The concept of planned deterioration is similar to the archivist's concept of scheduling. It involves a willingness to let certain materials live out their life and self-destruct. A larger proportion of the working collection can be kept, as compared to the collection of record but the collection of record should be weeded routinely.

John Dean, "Collection Development and Book Preservation: A Guide for Managerial Decision Making," a talk delivered at the Second Annual Preservation & Conservation of Library Materials Conference, February 1982 (Summary)

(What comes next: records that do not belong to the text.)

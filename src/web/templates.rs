//! HTML page templates.
//!
//! Templates live in `templates/` and are compiled in by askama; values are
//! HTML-escaped unless marked `safe` (only percent-encoded URLs are).

use askama::Template;
use axum::response::Html;

use crate::file::StoredFile;
use crate::viewer::ViewStrategy;
use crate::Result;

/// Render a template into an HTML response body.
pub fn render_html<T: Template>(template: &T) -> Result<Html<String>> {
    Ok(Html(template.render()?))
}

/// Display data for one stored file.
#[derive(Debug, Clone)]
pub struct FileRow {
    pub name: String,
    pub size: String,
    pub modified: String,
    pub download_url: String,
    pub view_url: String,
    pub render_url: String,
    pub delete_url: String,
    pub convert_url: String,
}

impl FileRow {
    pub fn new(file: &StoredFile, timezone: &str) -> Self {
        Self {
            name: file.name.clone(),
            size: file.size_formatted(),
            modified: file.modified_formatted(timezone),
            download_url: file.download_url(),
            view_url: file.view_url(),
            render_url: file.render_url(),
            delete_url: file.delete_url(),
            convert_url: file.convert_url(),
        }
    }
}

#[derive(Template)]
#[template(path = "home.html")]
pub struct HomeTemplate;

#[derive(Template)]
#[template(path = "upload_form.html")]
pub struct UploadFormTemplate {
    /// Human-readable upload limit.
    pub max_upload_size: String,
}

#[derive(Template)]
#[template(path = "files.html")]
pub struct FileListTemplate {
    pub files: Vec<FileRow>,
}

/// Viewer page for files the browser can display.
#[derive(Template)]
#[template(path = "viewer.html")]
pub struct ViewerTemplate {
    pub file: FileRow,
    pub view_type: &'static str,
    /// Lowercased extension, used for the media `type` attribute.
    pub extension: String,
}

impl ViewerTemplate {
    pub fn new(file: FileRow, strategy: ViewStrategy, extension: String) -> Self {
        Self {
            file,
            view_type: strategy.as_str(),
            extension,
        }
    }
}

/// Information page for files that can only be downloaded.
#[derive(Template)]
#[template(path = "preview.html")]
pub struct PreviewTemplate {
    pub file: FileRow,
}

Most preservation problems are managerial; so are collections development problems. Each institution needs a document setting forth the aims and goals to work for, in weeding as well as in acquisition, because the purpose of both processes is to serve the needs of the institution as a whole. Librarians don't like weeding, but under today's conditions it is necessary.

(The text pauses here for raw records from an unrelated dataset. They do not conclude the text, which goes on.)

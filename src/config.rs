//! Configuration module for filebox.

use serde::Deserialize;
use std::path::Path;

use crate::{FileboxError, Result};

/// HTTP server configuration.
#[derive(Debug, Clone, Deserialize)]
pub struct ServerConfig {
    /// Host address to bind.
    #[serde(default = "default_host")]
    pub host: String,
    /// Port number to listen on.
    #[serde(default = "default_port")]
    pub port: u16,
    /// Timezone for displaying modification times (e.g., "UTC", "Asia/Tokyo").
    #[serde(default = "default_timezone")]
    pub timezone: String,
}

fn default_host() -> String {
    "0.0.0.0".to_string()
}

fn default_port() -> u16 {
    8080
}

fn default_timezone() -> String {
    "UTC".to_string()
}

impl Default for ServerConfig {
    fn default() -> Self {
        Self {
            host: default_host(),
            port: default_port(),
            timezone: default_timezone(),
        }
    }
}

/// File storage configuration.
#[derive(Debug, Clone, Deserialize)]
pub struct StorageConfig {
    /// Directory holding uploaded files.
    #[serde(default = "default_upload_dir")]
    pub upload_dir: String,
    /// Directory receiving converted PDF documents.
    #[serde(default = "default_conversion_dir")]
    pub conversion_dir: String,
    /// Maximum upload size in megabytes.
    #[serde(default = "default_max_upload_size")]
    pub max_upload_size_mb: u64,
}

fn default_upload_dir() -> String {
    "./uploads".to_string()
}

fn default_conversion_dir() -> String {
    "./conversions".to_string()
}

fn default_max_upload_size() -> u64 {
    10
}

impl StorageConfig {
    /// Maximum upload size in bytes.
    pub fn max_upload_size_bytes(&self) -> u64 {
        self.max_upload_size_mb * 1024 * 1024
    }
}

impl Default for StorageConfig {
    fn default() -> Self {
        Self {
            upload_dir: default_upload_dir(),
            conversion_dir: default_conversion_dir(),
            max_upload_size_mb: default_max_upload_size(),
        }
    }
}

/// Logging configuration.
#[derive(Debug, Clone, Deserialize)]
pub struct LoggingConfig {
    /// Log level (trace, debug, info, warn, error).
    #[serde(default = "default_log_level")]
    pub level: String,
    /// Path to the log file.
    #[serde(default = "default_log_file")]
    pub file: String,
}

fn default_log_level() -> String {
    "info".to_string()
}

fn default_log_file() -> String {
    "logs/filebox.log".to_string()
}

impl Default for LoggingConfig {
    fn default() -> Self {
        Self {
            level: default_log_level(),
            file: default_log_file(),
        }
    }
}

/// Main configuration structure.
#[derive(Debug, Clone, Deserialize, Default)]
pub struct Config {
    /// Server configuration.
    #[serde(default)]
    pub server: ServerConfig,
    /// Storage configuration.
    #[serde(default)]
    pub storage: StorageConfig,
    /// Logging configuration.
    #[serde(default)]
    pub logging: LoggingConfig,
}

impl Config {
    /// Load configuration from a TOML file.
    pub fn load<P: AsRef<Path>>(path: P) -> Result<Self> {
        let content = std::fs::read_to_string(path.as_ref()).map_err(FileboxError::Io)?;
        Self::parse(&content)
    }

    /// Load configuration from a TOML file and apply environment variable overrides.
    pub fn load_with_env<P: AsRef<Path>>(path: P) -> Result<Self> {
        let mut config = Self::load(path)?;
        config.apply_env_overrides();
        Ok(config)
    }

    /// Parse configuration from a TOML string.
    pub fn parse(s: &str) -> Result<Self> {
        toml::from_str(s).map_err(|e| FileboxError::Config(format!("config parse error: {e}")))
    }

    /// Apply environment variable overrides to the configuration.
    ///
    /// Supported environment variables:
    /// - `FILEBOX_HOST`
    /// - `FILEBOX_PORT`
    /// - `FILEBOX_UPLOAD_DIR`
    /// - `FILEBOX_CONVERSION_DIR`
    ///
    /// Empty values are ignored.
    pub fn apply_env_overrides(&mut self) {
        if let Some(host) = non_empty_env("FILEBOX_HOST") {
            self.server.host = host;
        }
        if let Some(port) = non_empty_env("FILEBOX_PORT") {
            match port.parse() {
                Ok(port) => self.server.port = port,
                Err(_) => tracing::warn!(value = %port, "Ignoring invalid FILEBOX_PORT"),
            }
        }
        if let Some(dir) = non_empty_env("FILEBOX_UPLOAD_DIR") {
            self.storage.upload_dir = dir;
        }
        if let Some(dir) = non_empty_env("FILEBOX_CONVERSION_DIR") {
            self.storage.conversion_dir = dir;
        }
    }

    /// Validate the configuration.
    ///
    /// Returns an error if:
    /// - the upload size limit is zero
    /// - uploads and conversions share a directory
    /// - the timezone is not a known IANA name
    pub fn validate(&self) -> Result<()> {
        if self.storage.max_upload_size_mb == 0 {
            return Err(FileboxError::Config(
                "storage.max_upload_size_mb must be greater than 0".to_string(),
            ));
        }
        if Path::new(&self.storage.upload_dir) == Path::new(&self.storage.conversion_dir) {
            return Err(FileboxError::Config(
                "storage.upload_dir and storage.conversion_dir must differ".to_string(),
            ));
        }
        if self.server.timezone.parse::<chrono_tz::Tz>().is_err() {
            return Err(FileboxError::Config(format!(
                "unknown timezone: {}",
                self.server.timezone
            )));
        }
        Ok(())
    }
}

fn non_empty_env(key: &str) -> Option<String> {
    std::env::var(key).ok().filter(|v| !v.is_empty())
}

The weeding program should be run by a library administrator, preferably a collection development or conservation officer who is also an assistant director. Administrative skill in this job is more important than technical skill. It is important that they have the authority that will enable them to take part in long- range planning conferences, and make or affect library policy regarding shelving, microfilming and other matters. The best arrangement is for preservation to be done together with collection development.

Lee Ash, "Reviewing Collections to Select Materials for Preservation," talk delivered at the same conference (Summary)

Mr. Ash, a well-known bookman and bibliographer of 50 years' experience, is now a full-time consultant and appraiser of rare books. In that capacity he advises librarians who are engaged in weeding projects. At the time of his talk he was weeding the Yale Medical Library, where he has been able to dispose of 25-30% of the collection as he goes along; and the library of the American Museum of Natural History. He described the process of weeding as he does it: how he studies the subject area of each new collection before going to work on it; how he involves the professional staff, reference librarians, bibliographers and other specialists; and the types of books he removes (e.g. duplicate copies, superseded editions, and out-of-scope material). Books that are not retained are not necessarily discarded. Many are transferred to the rare book collection, and others are sold at public auction.

Book conservation and weeding go hand in hand. Unless they are done together, neither can be done well or economically.

A major tool for weeding should be the written acquisition policy statement or collection development policy. This should be used merely as a guide, not rigidly enforced. It actually improves the collection to remove the useless and irrelevant material, and circulation can be expected to increase substantially as a result.

National Archives and Records Service, "Intrinsic Value in Archival Material" (Staff Information Paper 21), about March 1982. 6 pp.

Like the LC guidelines described above, this pamphlet concerns itself only with the question of what should be retained in their original format. Nevertheless, it breaks new ground and should be very useful as a guide for setting conservation priorities, both in archives and (with modification) in other institutions. The nine criteria are:

  1. Physical form that may be the subject for study if the records provide meaningful documentation or significant examples of the form. Example: early glass-plate negatives
  2. Aesthetic or artistic quality
  3. Unique or curious physical features
  4. Age that provides a quality of uniqueness. Example: Early records of the development of nuclear power
  5. Value for use in exhibits
  6. Questionable authenticity, date, author, or other characteristic that is significant and ascertainable by physical examination. Example: original photographs of UFOs
  7. General and substantial public interest because of direct association with famous or historically significant people, places, things, issues, or events
  8. Significance as documentation of the establishment or continuing legal basis of an agency or institution
  9. Significance as documentation of the formulation of policy at the highest executive levels when the policy has significance and broad effect throughout or beyond the agency or institution.